*** Input data ***
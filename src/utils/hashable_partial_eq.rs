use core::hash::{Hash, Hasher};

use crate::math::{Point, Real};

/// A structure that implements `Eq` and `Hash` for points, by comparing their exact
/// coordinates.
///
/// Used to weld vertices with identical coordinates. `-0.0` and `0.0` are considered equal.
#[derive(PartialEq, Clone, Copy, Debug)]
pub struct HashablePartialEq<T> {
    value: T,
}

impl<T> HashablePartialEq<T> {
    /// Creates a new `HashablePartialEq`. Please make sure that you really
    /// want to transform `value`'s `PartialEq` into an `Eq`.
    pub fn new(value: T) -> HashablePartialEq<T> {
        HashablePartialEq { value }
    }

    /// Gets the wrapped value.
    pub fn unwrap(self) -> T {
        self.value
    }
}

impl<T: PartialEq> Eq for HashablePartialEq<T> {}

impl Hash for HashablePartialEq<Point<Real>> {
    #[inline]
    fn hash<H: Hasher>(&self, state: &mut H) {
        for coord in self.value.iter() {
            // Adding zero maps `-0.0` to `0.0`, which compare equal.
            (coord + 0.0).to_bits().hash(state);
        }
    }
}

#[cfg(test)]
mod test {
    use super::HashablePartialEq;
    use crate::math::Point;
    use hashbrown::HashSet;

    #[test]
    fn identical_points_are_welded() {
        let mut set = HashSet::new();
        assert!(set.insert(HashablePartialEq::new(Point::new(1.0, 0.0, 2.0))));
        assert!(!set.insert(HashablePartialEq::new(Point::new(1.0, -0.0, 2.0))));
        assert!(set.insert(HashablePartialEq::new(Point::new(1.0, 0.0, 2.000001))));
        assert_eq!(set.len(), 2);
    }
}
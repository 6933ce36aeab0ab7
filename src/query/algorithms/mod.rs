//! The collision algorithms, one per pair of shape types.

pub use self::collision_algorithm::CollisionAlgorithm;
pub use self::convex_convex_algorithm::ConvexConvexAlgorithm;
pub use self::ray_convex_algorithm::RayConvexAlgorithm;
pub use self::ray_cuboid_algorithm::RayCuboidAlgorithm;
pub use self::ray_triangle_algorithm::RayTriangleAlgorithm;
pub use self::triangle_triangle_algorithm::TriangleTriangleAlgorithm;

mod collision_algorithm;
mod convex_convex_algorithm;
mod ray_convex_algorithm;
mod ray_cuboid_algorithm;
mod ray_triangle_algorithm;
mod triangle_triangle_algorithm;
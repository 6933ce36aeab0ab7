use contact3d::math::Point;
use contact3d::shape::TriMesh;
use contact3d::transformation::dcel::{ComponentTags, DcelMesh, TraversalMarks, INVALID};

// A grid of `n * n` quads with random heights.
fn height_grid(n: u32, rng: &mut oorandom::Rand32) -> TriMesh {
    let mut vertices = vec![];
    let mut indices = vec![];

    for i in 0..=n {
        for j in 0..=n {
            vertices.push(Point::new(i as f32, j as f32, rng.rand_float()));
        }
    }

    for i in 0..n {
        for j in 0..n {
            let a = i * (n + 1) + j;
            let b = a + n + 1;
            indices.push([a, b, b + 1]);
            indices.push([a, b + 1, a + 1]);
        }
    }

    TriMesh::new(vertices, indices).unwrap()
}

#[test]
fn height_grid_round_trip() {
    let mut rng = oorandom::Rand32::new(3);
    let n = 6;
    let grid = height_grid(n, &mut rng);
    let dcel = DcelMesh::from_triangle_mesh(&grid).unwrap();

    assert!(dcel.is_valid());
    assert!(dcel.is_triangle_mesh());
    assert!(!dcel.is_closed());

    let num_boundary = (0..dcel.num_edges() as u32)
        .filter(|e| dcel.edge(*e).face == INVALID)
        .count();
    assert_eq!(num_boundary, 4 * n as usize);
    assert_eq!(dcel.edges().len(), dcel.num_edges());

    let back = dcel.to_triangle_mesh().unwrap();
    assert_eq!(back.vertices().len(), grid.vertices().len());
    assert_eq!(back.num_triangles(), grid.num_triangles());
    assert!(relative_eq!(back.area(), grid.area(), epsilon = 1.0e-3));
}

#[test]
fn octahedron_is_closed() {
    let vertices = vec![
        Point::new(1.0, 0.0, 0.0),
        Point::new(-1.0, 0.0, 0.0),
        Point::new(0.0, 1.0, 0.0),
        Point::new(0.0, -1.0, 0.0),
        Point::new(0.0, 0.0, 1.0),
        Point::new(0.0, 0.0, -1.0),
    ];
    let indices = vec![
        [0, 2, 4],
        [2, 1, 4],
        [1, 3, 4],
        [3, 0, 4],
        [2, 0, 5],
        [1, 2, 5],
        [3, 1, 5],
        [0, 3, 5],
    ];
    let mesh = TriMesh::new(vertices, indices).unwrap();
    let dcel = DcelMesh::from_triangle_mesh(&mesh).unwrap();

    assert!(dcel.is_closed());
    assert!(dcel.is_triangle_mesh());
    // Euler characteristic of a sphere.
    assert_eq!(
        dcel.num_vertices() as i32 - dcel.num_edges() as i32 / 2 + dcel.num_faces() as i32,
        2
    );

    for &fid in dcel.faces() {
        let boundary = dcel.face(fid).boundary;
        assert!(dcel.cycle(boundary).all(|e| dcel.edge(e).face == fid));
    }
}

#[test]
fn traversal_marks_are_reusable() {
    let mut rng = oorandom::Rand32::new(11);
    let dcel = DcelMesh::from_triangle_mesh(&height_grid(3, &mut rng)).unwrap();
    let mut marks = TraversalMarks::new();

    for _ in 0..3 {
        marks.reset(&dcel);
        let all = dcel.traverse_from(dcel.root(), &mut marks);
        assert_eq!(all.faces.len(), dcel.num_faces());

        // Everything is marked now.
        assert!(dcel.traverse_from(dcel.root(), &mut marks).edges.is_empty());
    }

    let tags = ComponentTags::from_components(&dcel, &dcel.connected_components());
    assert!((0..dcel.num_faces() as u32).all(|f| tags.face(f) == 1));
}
*** End of Input data ***
*** Input data ***
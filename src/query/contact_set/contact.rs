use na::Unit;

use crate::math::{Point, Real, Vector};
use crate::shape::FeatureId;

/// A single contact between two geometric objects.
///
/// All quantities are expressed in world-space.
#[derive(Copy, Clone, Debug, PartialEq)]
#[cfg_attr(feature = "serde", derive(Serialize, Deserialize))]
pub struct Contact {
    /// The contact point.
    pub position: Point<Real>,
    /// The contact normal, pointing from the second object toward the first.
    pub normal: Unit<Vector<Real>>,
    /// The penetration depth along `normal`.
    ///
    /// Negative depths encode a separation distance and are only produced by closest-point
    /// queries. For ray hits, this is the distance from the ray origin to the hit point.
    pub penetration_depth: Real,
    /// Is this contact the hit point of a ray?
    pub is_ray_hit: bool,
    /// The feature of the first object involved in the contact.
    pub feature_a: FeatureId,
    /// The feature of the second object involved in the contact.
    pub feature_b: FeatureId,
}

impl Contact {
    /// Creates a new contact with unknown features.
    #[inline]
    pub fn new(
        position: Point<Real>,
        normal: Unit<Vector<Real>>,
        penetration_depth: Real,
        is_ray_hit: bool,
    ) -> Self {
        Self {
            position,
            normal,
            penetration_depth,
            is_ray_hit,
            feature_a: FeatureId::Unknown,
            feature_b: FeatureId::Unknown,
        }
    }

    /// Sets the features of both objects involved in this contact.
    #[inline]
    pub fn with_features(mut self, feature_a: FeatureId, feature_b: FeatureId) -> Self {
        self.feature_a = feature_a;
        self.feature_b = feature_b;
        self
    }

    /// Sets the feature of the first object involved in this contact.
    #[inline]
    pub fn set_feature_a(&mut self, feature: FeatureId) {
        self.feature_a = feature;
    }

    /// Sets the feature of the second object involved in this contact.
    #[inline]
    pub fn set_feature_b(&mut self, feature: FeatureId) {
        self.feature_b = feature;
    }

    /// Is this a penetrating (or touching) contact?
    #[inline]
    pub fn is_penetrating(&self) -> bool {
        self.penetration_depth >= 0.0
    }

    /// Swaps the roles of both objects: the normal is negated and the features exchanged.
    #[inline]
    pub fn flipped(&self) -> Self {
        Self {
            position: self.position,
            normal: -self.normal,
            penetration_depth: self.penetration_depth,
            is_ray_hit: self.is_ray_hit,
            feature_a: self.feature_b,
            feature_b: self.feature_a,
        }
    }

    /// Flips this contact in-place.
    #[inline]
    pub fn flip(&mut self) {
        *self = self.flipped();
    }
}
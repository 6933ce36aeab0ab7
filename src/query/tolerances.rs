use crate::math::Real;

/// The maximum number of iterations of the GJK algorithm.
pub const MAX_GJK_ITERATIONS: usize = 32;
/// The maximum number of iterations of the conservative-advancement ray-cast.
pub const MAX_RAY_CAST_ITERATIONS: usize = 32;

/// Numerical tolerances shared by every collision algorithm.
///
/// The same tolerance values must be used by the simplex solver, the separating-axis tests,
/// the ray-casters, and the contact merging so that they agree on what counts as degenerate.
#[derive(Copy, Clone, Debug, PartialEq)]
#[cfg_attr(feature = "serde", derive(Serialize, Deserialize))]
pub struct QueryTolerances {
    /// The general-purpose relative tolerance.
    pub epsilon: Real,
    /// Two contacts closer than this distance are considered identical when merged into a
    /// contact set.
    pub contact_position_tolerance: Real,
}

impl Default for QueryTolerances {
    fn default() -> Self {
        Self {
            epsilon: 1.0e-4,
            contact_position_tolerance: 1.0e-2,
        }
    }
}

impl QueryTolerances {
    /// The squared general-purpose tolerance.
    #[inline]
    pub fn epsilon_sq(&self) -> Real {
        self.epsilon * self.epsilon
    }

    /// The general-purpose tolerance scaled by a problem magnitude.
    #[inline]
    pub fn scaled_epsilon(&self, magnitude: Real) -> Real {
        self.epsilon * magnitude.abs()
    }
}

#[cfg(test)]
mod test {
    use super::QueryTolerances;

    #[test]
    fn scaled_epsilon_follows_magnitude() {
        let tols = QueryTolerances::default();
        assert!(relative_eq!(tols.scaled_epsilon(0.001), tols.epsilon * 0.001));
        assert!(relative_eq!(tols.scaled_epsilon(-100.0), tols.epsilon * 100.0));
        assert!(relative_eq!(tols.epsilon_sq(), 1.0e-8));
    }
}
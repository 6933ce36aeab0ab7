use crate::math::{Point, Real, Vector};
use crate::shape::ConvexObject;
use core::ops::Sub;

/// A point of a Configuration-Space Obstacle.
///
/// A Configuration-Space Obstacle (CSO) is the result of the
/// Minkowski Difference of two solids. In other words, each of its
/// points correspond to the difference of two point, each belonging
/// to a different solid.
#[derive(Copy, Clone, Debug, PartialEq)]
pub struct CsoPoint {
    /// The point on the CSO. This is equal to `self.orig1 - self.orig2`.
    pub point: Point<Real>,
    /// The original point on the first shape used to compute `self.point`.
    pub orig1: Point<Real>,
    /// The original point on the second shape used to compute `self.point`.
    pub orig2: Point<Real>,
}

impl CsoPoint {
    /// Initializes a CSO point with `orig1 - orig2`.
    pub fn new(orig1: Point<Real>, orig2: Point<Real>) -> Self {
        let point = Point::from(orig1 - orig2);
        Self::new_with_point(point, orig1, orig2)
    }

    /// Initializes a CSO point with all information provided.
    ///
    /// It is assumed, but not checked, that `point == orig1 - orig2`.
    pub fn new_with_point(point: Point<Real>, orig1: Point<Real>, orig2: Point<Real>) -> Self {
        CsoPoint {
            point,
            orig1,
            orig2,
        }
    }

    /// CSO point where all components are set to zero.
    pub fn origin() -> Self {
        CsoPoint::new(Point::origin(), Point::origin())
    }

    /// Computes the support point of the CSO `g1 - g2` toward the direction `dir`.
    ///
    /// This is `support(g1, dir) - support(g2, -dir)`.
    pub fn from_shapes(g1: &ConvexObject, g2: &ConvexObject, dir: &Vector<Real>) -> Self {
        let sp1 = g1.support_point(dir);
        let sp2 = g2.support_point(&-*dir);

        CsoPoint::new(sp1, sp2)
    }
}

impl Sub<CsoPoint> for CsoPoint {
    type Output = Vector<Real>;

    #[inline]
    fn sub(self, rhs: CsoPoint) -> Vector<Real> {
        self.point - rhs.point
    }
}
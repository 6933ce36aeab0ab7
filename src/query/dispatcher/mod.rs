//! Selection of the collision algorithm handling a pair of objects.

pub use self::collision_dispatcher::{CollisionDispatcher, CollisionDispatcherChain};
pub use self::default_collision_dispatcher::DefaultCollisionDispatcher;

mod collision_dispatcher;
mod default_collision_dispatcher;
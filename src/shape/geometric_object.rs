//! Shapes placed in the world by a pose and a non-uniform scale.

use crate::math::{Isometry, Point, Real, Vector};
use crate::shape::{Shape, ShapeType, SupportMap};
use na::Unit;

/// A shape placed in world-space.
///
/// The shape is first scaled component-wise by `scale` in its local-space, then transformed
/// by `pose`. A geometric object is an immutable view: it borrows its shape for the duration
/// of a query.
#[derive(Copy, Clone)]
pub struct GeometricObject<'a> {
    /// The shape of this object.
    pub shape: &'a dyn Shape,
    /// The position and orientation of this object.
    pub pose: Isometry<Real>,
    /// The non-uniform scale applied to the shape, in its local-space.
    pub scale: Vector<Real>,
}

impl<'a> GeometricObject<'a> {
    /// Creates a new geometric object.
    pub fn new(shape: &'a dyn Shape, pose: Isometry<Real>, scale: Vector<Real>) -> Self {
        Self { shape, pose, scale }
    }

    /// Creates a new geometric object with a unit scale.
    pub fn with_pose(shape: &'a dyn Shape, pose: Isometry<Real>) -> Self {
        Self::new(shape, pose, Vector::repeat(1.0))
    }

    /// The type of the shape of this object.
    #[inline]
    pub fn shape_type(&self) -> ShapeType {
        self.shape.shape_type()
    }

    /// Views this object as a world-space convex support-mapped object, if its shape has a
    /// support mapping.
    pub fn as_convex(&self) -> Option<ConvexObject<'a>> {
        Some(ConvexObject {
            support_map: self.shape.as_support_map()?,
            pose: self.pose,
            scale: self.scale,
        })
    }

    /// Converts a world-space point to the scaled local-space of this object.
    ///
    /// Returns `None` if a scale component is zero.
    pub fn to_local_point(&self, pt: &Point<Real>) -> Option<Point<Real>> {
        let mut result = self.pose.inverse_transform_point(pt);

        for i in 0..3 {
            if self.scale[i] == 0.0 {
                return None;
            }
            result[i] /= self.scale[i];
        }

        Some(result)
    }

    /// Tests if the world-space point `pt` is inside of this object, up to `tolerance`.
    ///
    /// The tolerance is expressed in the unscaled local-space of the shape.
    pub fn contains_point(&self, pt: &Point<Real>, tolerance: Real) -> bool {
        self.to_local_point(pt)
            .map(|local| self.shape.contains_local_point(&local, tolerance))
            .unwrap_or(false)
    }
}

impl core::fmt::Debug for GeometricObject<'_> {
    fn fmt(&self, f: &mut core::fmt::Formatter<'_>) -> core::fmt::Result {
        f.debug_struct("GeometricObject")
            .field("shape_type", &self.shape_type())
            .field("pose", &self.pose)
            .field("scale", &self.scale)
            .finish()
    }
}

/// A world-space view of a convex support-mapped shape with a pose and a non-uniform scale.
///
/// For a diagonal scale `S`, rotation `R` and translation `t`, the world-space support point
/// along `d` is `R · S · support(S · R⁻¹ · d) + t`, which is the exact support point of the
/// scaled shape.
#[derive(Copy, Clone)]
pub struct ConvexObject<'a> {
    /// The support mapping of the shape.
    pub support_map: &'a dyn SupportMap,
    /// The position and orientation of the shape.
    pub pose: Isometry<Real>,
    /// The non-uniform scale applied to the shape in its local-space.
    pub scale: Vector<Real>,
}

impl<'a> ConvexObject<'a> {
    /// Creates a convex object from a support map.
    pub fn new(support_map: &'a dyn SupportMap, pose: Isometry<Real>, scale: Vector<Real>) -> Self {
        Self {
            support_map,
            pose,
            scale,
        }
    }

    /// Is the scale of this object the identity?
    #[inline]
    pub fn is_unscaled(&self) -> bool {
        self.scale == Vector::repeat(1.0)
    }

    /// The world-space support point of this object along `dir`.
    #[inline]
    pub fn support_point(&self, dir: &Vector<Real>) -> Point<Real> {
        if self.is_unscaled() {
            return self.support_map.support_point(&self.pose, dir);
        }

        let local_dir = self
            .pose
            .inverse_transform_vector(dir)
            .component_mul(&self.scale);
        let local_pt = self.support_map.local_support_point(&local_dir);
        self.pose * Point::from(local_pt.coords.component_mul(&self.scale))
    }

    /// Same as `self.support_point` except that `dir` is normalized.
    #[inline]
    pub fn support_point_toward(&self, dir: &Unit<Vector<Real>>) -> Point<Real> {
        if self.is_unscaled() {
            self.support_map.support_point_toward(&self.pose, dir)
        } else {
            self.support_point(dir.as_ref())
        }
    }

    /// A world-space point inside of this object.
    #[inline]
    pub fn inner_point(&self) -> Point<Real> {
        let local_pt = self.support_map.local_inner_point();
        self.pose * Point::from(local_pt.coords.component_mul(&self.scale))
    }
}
*** End of Input data ***
*** Input data ***
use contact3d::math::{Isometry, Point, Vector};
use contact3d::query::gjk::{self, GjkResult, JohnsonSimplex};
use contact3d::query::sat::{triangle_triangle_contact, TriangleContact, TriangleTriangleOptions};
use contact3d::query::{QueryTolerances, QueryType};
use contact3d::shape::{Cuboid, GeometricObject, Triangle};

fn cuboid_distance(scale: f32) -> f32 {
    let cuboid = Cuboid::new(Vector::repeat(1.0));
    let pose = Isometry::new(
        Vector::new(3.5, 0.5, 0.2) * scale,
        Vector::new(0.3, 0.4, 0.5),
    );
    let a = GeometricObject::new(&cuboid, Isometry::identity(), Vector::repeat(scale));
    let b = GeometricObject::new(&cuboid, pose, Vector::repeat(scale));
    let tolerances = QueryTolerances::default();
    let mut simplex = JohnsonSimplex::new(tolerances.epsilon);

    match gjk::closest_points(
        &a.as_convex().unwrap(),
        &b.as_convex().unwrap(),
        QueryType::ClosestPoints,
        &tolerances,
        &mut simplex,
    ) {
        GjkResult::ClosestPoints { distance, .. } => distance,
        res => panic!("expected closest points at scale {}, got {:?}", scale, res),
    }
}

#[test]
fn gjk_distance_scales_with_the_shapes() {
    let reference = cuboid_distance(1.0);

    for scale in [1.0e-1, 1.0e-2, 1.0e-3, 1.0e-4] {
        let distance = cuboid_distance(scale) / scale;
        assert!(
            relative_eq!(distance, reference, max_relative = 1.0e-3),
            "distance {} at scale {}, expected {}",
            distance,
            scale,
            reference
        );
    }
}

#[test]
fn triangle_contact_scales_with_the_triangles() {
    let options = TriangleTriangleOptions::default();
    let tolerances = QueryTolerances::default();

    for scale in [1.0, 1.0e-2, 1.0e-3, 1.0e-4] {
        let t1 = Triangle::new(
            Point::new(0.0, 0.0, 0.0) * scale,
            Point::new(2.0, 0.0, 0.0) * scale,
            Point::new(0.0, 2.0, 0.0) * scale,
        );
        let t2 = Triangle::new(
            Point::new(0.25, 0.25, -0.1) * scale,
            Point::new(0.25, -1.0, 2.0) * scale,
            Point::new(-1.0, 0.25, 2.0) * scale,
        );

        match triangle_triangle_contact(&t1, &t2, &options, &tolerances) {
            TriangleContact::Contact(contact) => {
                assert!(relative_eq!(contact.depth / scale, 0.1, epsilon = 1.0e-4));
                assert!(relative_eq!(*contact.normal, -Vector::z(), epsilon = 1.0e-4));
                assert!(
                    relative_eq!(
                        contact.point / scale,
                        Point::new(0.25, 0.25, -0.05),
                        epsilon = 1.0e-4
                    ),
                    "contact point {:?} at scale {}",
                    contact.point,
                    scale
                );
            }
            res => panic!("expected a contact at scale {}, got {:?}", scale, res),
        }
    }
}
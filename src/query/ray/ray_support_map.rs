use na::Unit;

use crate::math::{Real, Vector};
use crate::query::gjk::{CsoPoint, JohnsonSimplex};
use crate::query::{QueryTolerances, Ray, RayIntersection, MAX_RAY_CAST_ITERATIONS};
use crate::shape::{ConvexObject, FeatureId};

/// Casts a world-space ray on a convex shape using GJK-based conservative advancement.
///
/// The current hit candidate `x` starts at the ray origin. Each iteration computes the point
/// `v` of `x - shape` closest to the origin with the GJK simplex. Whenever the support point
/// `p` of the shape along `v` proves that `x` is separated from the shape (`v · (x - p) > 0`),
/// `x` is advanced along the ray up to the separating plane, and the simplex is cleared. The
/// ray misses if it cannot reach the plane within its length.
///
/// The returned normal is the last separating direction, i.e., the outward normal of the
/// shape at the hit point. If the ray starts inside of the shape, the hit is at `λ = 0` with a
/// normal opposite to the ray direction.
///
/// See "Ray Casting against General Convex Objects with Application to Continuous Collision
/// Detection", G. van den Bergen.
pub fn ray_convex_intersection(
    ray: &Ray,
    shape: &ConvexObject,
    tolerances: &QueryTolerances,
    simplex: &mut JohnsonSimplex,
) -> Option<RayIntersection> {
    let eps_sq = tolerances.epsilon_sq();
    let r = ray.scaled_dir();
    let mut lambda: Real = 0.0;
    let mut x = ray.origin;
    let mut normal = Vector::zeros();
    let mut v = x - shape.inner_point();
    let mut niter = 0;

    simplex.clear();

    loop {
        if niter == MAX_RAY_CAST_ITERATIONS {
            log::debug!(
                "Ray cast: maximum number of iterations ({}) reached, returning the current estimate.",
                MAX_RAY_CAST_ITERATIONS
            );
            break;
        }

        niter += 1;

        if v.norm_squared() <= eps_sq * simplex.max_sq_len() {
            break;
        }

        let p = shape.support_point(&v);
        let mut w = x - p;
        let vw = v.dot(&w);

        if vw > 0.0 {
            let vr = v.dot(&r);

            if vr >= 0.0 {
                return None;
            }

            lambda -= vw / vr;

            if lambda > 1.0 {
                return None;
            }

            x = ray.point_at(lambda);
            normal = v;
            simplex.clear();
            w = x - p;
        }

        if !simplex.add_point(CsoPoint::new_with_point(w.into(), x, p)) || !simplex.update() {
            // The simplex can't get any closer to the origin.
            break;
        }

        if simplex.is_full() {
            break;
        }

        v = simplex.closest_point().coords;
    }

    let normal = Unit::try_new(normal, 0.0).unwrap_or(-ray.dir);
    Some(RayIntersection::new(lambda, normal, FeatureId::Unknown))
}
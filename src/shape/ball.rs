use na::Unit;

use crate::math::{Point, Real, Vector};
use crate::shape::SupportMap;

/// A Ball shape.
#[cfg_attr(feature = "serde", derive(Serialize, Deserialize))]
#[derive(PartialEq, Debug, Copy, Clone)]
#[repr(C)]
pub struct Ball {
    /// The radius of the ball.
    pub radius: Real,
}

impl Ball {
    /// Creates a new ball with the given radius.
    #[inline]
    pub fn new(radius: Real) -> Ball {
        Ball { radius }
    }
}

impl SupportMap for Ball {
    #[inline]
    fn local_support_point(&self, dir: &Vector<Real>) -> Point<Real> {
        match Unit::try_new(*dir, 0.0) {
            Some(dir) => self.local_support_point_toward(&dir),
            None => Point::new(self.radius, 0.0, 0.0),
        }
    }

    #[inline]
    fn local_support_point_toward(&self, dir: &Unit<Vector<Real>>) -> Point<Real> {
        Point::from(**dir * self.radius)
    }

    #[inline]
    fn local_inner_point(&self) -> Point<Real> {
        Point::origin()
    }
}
*** End of Input data ***
## Your task
Read the data above and count the lines that include "number". Answer only with the count.

## Answer to this problem
3